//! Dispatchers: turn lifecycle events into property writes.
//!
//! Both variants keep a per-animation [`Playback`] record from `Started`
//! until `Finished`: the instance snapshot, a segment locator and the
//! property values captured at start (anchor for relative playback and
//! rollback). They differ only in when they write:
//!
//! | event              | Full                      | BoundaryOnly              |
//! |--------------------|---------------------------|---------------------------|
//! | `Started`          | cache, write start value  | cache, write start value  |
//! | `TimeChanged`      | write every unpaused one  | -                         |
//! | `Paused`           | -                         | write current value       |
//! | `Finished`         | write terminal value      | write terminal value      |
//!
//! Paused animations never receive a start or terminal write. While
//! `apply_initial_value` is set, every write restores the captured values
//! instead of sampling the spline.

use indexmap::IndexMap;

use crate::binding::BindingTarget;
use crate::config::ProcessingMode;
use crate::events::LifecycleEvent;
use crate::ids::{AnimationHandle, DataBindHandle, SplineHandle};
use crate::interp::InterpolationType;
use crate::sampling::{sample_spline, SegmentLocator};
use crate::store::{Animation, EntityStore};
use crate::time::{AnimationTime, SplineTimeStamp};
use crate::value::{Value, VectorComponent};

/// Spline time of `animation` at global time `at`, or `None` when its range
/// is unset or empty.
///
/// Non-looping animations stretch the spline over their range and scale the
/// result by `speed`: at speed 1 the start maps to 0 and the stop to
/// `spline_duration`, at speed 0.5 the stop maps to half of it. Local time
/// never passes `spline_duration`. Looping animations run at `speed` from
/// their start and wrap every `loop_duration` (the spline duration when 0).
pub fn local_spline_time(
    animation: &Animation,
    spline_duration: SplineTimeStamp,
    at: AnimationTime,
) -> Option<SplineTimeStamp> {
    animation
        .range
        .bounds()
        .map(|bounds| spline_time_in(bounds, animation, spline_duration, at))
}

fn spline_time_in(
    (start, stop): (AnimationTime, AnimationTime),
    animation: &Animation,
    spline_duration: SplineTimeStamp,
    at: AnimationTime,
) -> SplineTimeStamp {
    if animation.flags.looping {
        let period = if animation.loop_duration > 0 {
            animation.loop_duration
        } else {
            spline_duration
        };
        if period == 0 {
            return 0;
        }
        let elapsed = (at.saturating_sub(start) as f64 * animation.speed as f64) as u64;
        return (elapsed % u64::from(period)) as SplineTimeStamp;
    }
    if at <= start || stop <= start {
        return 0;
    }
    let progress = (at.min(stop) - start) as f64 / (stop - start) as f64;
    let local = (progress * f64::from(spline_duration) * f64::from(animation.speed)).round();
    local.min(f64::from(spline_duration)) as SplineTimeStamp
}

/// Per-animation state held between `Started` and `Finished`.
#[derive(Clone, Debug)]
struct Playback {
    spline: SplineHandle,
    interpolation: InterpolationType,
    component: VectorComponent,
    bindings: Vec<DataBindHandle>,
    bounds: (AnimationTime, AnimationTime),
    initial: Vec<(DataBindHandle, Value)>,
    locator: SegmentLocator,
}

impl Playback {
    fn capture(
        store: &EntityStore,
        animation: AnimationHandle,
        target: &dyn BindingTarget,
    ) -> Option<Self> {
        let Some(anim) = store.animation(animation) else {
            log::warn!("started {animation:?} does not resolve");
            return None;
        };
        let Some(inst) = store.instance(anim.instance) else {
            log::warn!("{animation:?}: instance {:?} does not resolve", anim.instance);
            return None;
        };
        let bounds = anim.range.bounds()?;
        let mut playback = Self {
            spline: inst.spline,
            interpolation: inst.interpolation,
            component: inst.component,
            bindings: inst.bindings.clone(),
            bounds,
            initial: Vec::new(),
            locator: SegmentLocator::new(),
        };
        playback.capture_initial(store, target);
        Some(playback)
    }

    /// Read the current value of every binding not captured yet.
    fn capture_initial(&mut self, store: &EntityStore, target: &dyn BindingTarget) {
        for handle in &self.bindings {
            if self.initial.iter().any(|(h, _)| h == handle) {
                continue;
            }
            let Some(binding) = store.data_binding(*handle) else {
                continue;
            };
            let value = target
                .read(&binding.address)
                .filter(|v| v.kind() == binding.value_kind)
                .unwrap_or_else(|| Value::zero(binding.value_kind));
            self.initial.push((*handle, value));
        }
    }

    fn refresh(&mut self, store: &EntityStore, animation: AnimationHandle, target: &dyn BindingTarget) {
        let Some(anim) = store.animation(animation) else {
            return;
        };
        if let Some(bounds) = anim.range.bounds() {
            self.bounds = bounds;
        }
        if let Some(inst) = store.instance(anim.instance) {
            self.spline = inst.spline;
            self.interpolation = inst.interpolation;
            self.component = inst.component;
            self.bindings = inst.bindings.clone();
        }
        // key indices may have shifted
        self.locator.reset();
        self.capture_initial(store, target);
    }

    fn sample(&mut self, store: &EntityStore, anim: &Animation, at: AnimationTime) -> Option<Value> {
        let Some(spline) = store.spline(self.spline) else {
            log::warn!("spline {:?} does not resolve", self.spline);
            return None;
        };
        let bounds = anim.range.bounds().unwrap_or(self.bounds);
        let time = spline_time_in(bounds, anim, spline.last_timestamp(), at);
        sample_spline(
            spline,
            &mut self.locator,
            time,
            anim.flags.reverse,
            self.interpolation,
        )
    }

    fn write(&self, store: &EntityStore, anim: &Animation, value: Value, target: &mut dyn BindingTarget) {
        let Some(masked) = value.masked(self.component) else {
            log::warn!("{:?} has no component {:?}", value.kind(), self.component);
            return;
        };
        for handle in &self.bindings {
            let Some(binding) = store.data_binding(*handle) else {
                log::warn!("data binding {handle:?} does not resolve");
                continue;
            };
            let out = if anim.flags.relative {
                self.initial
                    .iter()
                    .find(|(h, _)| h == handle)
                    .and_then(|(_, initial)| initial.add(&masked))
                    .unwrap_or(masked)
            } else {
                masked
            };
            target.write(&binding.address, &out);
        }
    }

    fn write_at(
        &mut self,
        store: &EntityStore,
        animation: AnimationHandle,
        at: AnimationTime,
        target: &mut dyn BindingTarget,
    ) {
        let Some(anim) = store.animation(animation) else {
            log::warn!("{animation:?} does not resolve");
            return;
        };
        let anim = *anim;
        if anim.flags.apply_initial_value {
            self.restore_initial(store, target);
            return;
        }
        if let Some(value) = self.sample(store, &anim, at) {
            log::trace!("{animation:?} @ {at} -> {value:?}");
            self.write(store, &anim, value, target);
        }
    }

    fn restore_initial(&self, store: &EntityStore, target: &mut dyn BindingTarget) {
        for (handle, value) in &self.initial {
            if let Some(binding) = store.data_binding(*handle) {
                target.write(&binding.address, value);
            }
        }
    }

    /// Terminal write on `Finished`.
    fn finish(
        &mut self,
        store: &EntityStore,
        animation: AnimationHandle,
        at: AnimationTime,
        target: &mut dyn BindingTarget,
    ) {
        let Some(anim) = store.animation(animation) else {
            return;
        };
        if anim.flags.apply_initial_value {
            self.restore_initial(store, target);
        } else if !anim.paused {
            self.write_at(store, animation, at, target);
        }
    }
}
_ _ _ _
## Task description
If a line in the data above contains "sampling", return that line.

## Answer space
//! instead of sampling the spline.
use crate::sampling::{sample_spline, SegmentLocator};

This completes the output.